Draw the distinction like this:
[ \begin{array}{rcl} \mathrm{measure} &:& \mathrm{Parameters} \times \mathrm{TrainingSet} \to \mathrm{Loss} \ \mathrm{update} &:& \mathrm{Parameters} \to \mathrm{Parameters} \end{array} ]
If a diagram makes the measurement arrow return Parameters, or makes the
update arrow return only Loss, the training story has changed meaning.
Checkpoint:
When reading an external optimizer or autograd reference, can you name which
part corresponds to Parameters x TrainingSet -> Loss and which part
corresponds to TrainStep(dataset, learning_rate) : Parameters -> Parameters?
These pages connect the tiny update to the surrounding vocabulary and source material:
- Glossary: endomorphism, parameters, learning rate, gradient
- References: gradient descent, computational graphs, backpropagation, and compositional learning
Practice After This Chapter
Use Exercise 5
to change the number of repeated training steps. The goal is not to tune a real
model. The goal is to see why a Parameters -> Parameters update can be
applied again and again.
Retrieval Practice
Recall
Recover the update shape before explaining the gradient.
- What makes
TrainStepan endomorphism? - Which line changes the probability vector into the logit gradient for the target class?
- Which helper repeats the same
Parameters -> Parametersstep many times?
Explain
Separate measurement from update.
- Why is
Parameters -> Lossuseful for evaluation but not itself a training endomorphism? - Why does the training code validate input and target token bounds before accumulating gradients?

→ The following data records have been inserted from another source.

// Keyguard — Access control evaluation
//
// An `AccessControl` descriptor is attached to every keychain item at
// creation. The keychain seals it into a `Guard` (the persisted form) and
// checks the guard on every query. Application passwords are never stored:
// the guard keeps an Argon2id verifier derived from a random salt.

use std::fmt;

use argon2::{Algorithm, Argon2, Params, Version};
use rand::RngCore;
use serde::{Deserialize, Serialize};
use subtle::ConstantTimeEq;
use zeroize::Zeroizing;

use super::auth::{AuthFailure, AuthPolicy, AuthSubsystem, EnrollmentStamp};
use super::keychain::{ItemQuery, UiMode};
use super::KeychainError;

const SALT_LEN: usize = 16;
const VERIFIER_LEN: usize = 32;

/// Prompt shown when the caller did not supply one.
pub const DEFAULT_PROMPT: &str = "Access protected keychain entry";

/// Access-control flags requested when an item is created.
#[derive(Debug, Clone, Copy, PartialEq, Eq)]
pub enum AccessControl {
    /// Readable whenever the device is unlocked.
    WhenUnlocked,
    /// Gated by an application password supplied in the creation context.
    ApplicationPassword,
    /// Gated by biometrics, bound to the current enrollment set.
    BiometryCurrentSet,
}

/// Evaluated authentication state handed to the keychain with a query.
pub enum AuthContext {
    Unlocked,
    Password(Zeroizing<String>),
    Biometric { enrollment: EnrollmentStamp },
}

impl fmt::Debug for AuthContext {
    fn fmt(&self, f: &mut fmt::Formatter<'_>) -> fmt::Result {
        match self {
            Self::Unlocked => write!(f, "Unlocked"),
            Self::Password(_) => write!(f, "Password([REDACTED])"),
            Self::Biometric { enrollment } => f
                .debug_struct("Biometric")
                .field("enrollment", enrollment)
                .finish(),
        }
    }
}

/// Argon2id cost parameters for password verifiers.
#[derive(Debug, Clone, Copy, PartialEq, Eq, Serialize, Deserialize)]
#[serde(default)]
pub struct KdfParams {
    pub m_cost: u32,
    pub t_cost: u32,
    pub p_cost: u32,
}

impl Default for KdfParams {
    fn default() -> Self {
        // m=19 MiB, t=2, p=1
        Self {
            m_cost: 19_456,
            t_cost: 2,
            p_cost: 1,
        }
    }
}

impl KdfParams {
    fn derive(
        &self,
        password: &[u8],
        salt: &[u8],
    ) -> Result<Zeroizing<Vec<u8>>, KeychainError> {
        let params = Params::new(self.m_cost, self.t_cost, self.p_cost, Some(VERIFIER_LEN))
            .map_err(|e| KeychainError::Param(format!("invalid Argon2 params: {}", e)))?;
        let argon2 = Argon2::new(Algorithm::Argon2id, Version::V0x13, params);

        let mut out = Zeroizing::new(vec![0u8; VERIFIER_LEN]);
        argon2
            .hash_password_into(password, salt, &mut out)
            .map_err(|e| KeychainError::Backend(format!("Argon2id hash failed: {}", e)))?;
        Ok(out)
    }
}

/// Persisted protection of one item.
#[derive(Debug, Clone, Serialize, Deserialize)]
#[serde(tag = "kind", rename_all = "snake_case")]
pub enum Guard {
    Open,
    Password {
        salt: String,
        verifier: String,
        kdf: KdfParams,
    },
    Biometry {
        enrollment: EnrollmentStamp,
    },
}

impl Guard {
    /// Turn a creation request into the persisted guard.
    pub fn seal(
        access: AccessControl,
        context: Option<&AuthContext>,
        auth: &dyn AuthSubsystem,
        kdf: &KdfParams,
    ) -> Result<Self, KeychainError> {
        match access {
            AccessControl::WhenUnlocked => Ok(Self::Open),
            AccessControl::ApplicationPassword => {
                let password = match context {
                    Some(AuthContext::Password(pw)) => pw,
                    _ => {
                        return Err(KeychainError::Param(
                            "application password credential is required".to_string(),
                        ))
                    }
                };
                if password.is_empty() {
                    return Err(KeychainError::Param(
                        "application password must not be empty".to_string(),
                    ));
                }

                let mut salt = [0u8; SALT_LEN];
                rand::rng().fill_bytes(&mut salt);
                let verifier = kdf.derive(password.as_bytes(), &salt)?;

                Ok(Self::Password {
                    salt: hex::encode(salt),
                    verifier: hex::encode(verifier.as_slice()),
                    kdf: *kdf,
                })
            }
            AccessControl::BiometryCurrentSet => {
                let enrollment = auth.enrollment().ok_or(KeychainError::AuthUnavailable)?;
                Ok(Self::Biometry { enrollment })
            }
        }
    }

    /// Decide whether `query` may touch the guarded item.
    ///
    /// Prompts only when the query carries no context and allows UI.
    pub fn check(
        &self,
        query: &ItemQuery<'_>,
        auth: &dyn AuthSubsystem,
    ) -> Result<(), KeychainError> {
        match self {
            Self::Open => Ok(()),
            Self::Password {
                salt,
                verifier,
                kdf,
            } => {
                let candidate = match (query.context, query.ui) {
                    (Some(AuthContext::Password(pw)), _) => pw.clone(),
                    (Some(_), _) => {
                        return Err(KeychainError::AuthFailed(
                            "entry requires an application password".to_string(),
                        ))
                    }
                    (None, UiMode::Fail) => return Err(KeychainError::InteractionNotAllowed),
                    (None, UiMode::Allow) => {
                        let reason = query.prompt.unwrap_or(DEFAULT_PROMPT);
                        Zeroizing::new(auth.prompt_password(reason).map_err(from_auth_failure)?)
                    }
                };
                verify_password(&candidate, salt, verifier, kdf)
            }
            Self::Biometry { enrollment } => match (query.context, query.ui) {
                (Some(AuthContext::Biometric { enrollment: proof }), _) => {
                    ensure_enrollment_unchanged(enrollment, auth)?;
                    if proof != enrollment {
                        return Err(KeychainError::AuthFailed(
                            "authorization was issued for a different enrollment".to_string(),
                        ));
                    }
                    Ok(())
                }
                (Some(_), _) => Err(KeychainError::AuthFailed(
                    "entry requires biometric authentication".to_string(),
                )),
                (None, UiMode::Fail) => Err(KeychainError::InteractionNotAllowed),
                (None, UiMode::Allow) => {
                    ensure_enrollment_unchanged(enrollment, auth)?;
                    let reason = query.prompt.unwrap_or(DEFAULT_PROMPT);
                    auth.evaluate(AuthPolicy::Biometrics, reason)
                        .map_err(from_auth_failure)
                }
            },
        }
    }
}

fn verify_password(
    candidate: &str,
    salt: &str,
    verifier: &str,
    kdf: &KdfParams,
) -> Result<(), KeychainError> {
    if candidate.is_empty() {
        return Err(KeychainError::AuthFailed("empty password".to_string()));
    }
    let salt = hex::decode(salt)
        .map_err(|e| KeychainError::Backend(format!("corrupted salt: {}", e)))?;
    let expected = hex::decode(verifier)
        .map_err(|e| KeychainError::Backend(format!("corrupted verifier: {}", e)))?;

    let actual = kdf.derive(candidate.as_bytes(), &salt)?;
    if bool::from(actual.as_slice().ct_eq(expected.as_slice())) {
        Ok(())
    } else {
        Err(KeychainError::AuthFailed("wrong password".to_string()))
    }
}

fn ensure_enrollment_unchanged(
    sealed: &EnrollmentStamp,
    auth: &dyn AuthSubsystem,
) -> Result<(), KeychainError> {
    match auth.enrollment() {
        Some(current) if current == *sealed => Ok(()),
        Some(_) => Err(KeychainError::AuthFailed(
            "biometric enrollment changed; entry must be recreated".to_string(),
        )),
        None => Err(KeychainError::AuthUnavailable),
    }
}

/// Map an authentication-subsystem failure onto a keychain status.
pub fn from_auth_failure(failure: AuthFailure) -> KeychainError {
    match failure {
        AuthFailure::Canceled => KeychainError::UserCanceled,
        AuthFailure::NotEnrolled => KeychainError::AuthUnavailable,
        other => KeychainError::AuthFailed(other.to_string()),
    }
}
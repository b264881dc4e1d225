// Keyguard — Biometry-gated entry demo
//
// Both read paths run the availability check first: unavailable biometry
// stops before any prompt, a locked sensor is recovered with the device
// passcode.

use std::sync::Arc;

use crate::dispatch::run_blocking;
use crate::gate::{AuthenticationGate, AuthorizationOutcome, PolicyKind};
use crate::store::{AccessPolicy, CredentialStore, SecretBlob, StoreError};

use super::ACCESS_REASON;

pub const ENTRY_NAME: &str = "keychain-sample.test_entry_bio";
pub const ENTRY_CONTENTS: &str = "Hello!";

/// Outer `Err` stops before the read; inner is the read itself.
type InlineRead = Result<Result<SecretBlob, StoreError>, AuthorizationOutcome>;

const NOT_AVAILABLE: &str = "Can't read entry, biometry not available";

pub struct BiometryDemo {
    store: Arc<dyn CredentialStore>,
    gate: AuthenticationGate,
}

impl BiometryDemo {
    pub fn new(store: Arc<dyn CredentialStore>, gate: AuthenticationGate) -> Self {
        Self { store, gate }
    }

    pub fn biometry_state_label(&self) -> String {
        format!("Biometry state: {}", self.gate.check_availability())
    }

    pub fn create(&self) -> String {
        match self.store.store(
            ENTRY_NAME,
            ENTRY_CONTENTS.as_bytes(),
            &AccessPolicy::BiometryGated,
        ) {
            Ok(()) => "Entry created".to_string(),
            Err(e) => super::creation_failed(&e),
        }
    }

    /// Recover availability, then let the platform prompt during the read.
    pub async fn read_inline(&self) -> String {
        let gate = self.gate.clone();
        let store = self.store.clone();

        let result = run_blocking("biometry.read_inline", move || -> InlineRead {
            gate.recover_biometry(ACCESS_REASON)?;
            Ok(store.read_with_prompt(ENTRY_NAME, ACCESS_REASON))
        })
        .await;

        match result {
            Ok(Ok(Ok(blob))) => contents_status(&blob),
            Ok(Ok(Err(e))) => {
                tracing::info!(key = ENTRY_NAME, error = %e, "Biometry entry not loaded");
                "Couldn't read entry".to_string()
            }
            Ok(Err(outcome)) => outcome_status(outcome),
            Err(e) => format!("Can't read entry, error: {}", e),
        }
    }

    /// Authorize through the gate, then read with the handle.
    pub async fn read_with_context(&self) -> String {
        let gate = self.gate.clone();
        let store = self.store.clone();

        let result = run_blocking("biometry.read_with_context", move || {
            match gate.authorize(PolicyKind::Biometry, ACCESS_REASON) {
                AuthorizationOutcome::Authorized(handle) => Ok(store.read(ENTRY_NAME, Some(handle))),
                other => Err(other),
            }
        })
        .await;

        match result {
            Ok(Ok(read)) => read_status(read),
            Ok(Err(outcome)) => outcome_status(outcome),
            Err(e) => format!("Can't read entry, error: {}", e),
        }
    }

    pub fn remove(&self) -> String {
        self.store.remove(ENTRY_NAME);
        "Entry was removed".to_string()
    }

    /// Existence check; never prompts.
    pub fn check(&self) -> String {
        if self.store.exists(ENTRY_NAME) {
            "Entry exists".to_string()
        } else {
            "Entry doesn't exist".to_string()
        }
    }
}

fn contents_status(blob: &SecretBlob) -> String {
    format!("Keychain entry contains: {}", blob.to_string_lossy())
}

fn read_status(result: Result<SecretBlob, StoreError>) -> String {
    match result {
        Ok(blob) => contents_status(&blob),
        Err(StoreError::AuthenticationUnavailable) => NOT_AVAILABLE.to_string(),
        Err(e) => format!("Can't read entry, error: {}", e),
    }
}

fn outcome_status(outcome: AuthorizationOutcome) -> String {
    match outcome {
        AuthorizationOutcome::Unavailable => NOT_AVAILABLE.to_string(),
        other => format!("Can't read entry, error: {}", super::describe_outcome(&other)),
    }
}
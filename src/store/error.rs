// Keyguard — Store error types

use thiserror::Error;

use crate::platform::KeychainError;

#[derive(Debug, Error, Clone, PartialEq, Eq)]
pub enum StoreError {
    #[error("Entry not found")]
    NotFound,

    /// Wrong credential, cancellation, or biometric mismatch.
    #[error("Authentication declined: {0}")]
    AuthenticationDeclined(String),

    #[error("Authentication is not available (not enrolled or disabled)")]
    AuthenticationUnavailable,

    #[error("Authentication required but user interaction was suppressed")]
    InteractionSuppressed,

    #[error("Invalid entry key: {0}")]
    InvalidKey(String),

    #[error("Platform store error (osstatus={code}): {message}")]
    Platform { code: i32, message: String },
}

impl From<KeychainError> for StoreError {
    fn from(err: KeychainError) -> Self {
        match err {
            KeychainError::ItemNotFound => Self::NotFound,
            KeychainError::AuthFailed(reason) => Self::AuthenticationDeclined(reason),
            KeychainError::UserCanceled => {
                Self::AuthenticationDeclined("canceled by user".to_string())
            }
            KeychainError::AuthUnavailable => Self::AuthenticationUnavailable,
            KeychainError::InteractionNotAllowed => Self::InteractionSuppressed,
            other => Self::Platform {
                code: other.code(),
                message: other.to_string(),
            },
        }
    }
}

- Why does subtracting a negative target gradient increase the target bias or target weight?
Apply
Use the sign trace from this chapter.
-
Suppose:
probs = [0.65, 0.25, 0.10] target = 2 learning_rate = 0.1 batch_scale = 1.0 bias starts at [0.0, 0.0, 0.0]What is
dlogits, and what is the updated bias? -
If you changed
StepCount::new(80)toStepCount::new(1), what would you expect to happen to the loss, and why? -
If the dataset has four examples, why does the code multiply each accumulated gradient by
batch_scale = 0.25before updating parameters?
Debug
For each invalid shortcut, name the broken shape or missing state:
returning Loss from TrainStep.apply
updating only lm_head and discarding embedding and bias
repeating Parameters -> Loss as if it were Parameters -> Parameters
skipping token bounds checks before indexing gradient buffers
A strong answer should mention the outer loop shape:
Parameters_t -> Parameters_{t+1}
The loss and gradients explain how the update is computed. They are not the object that must be returned from the training step.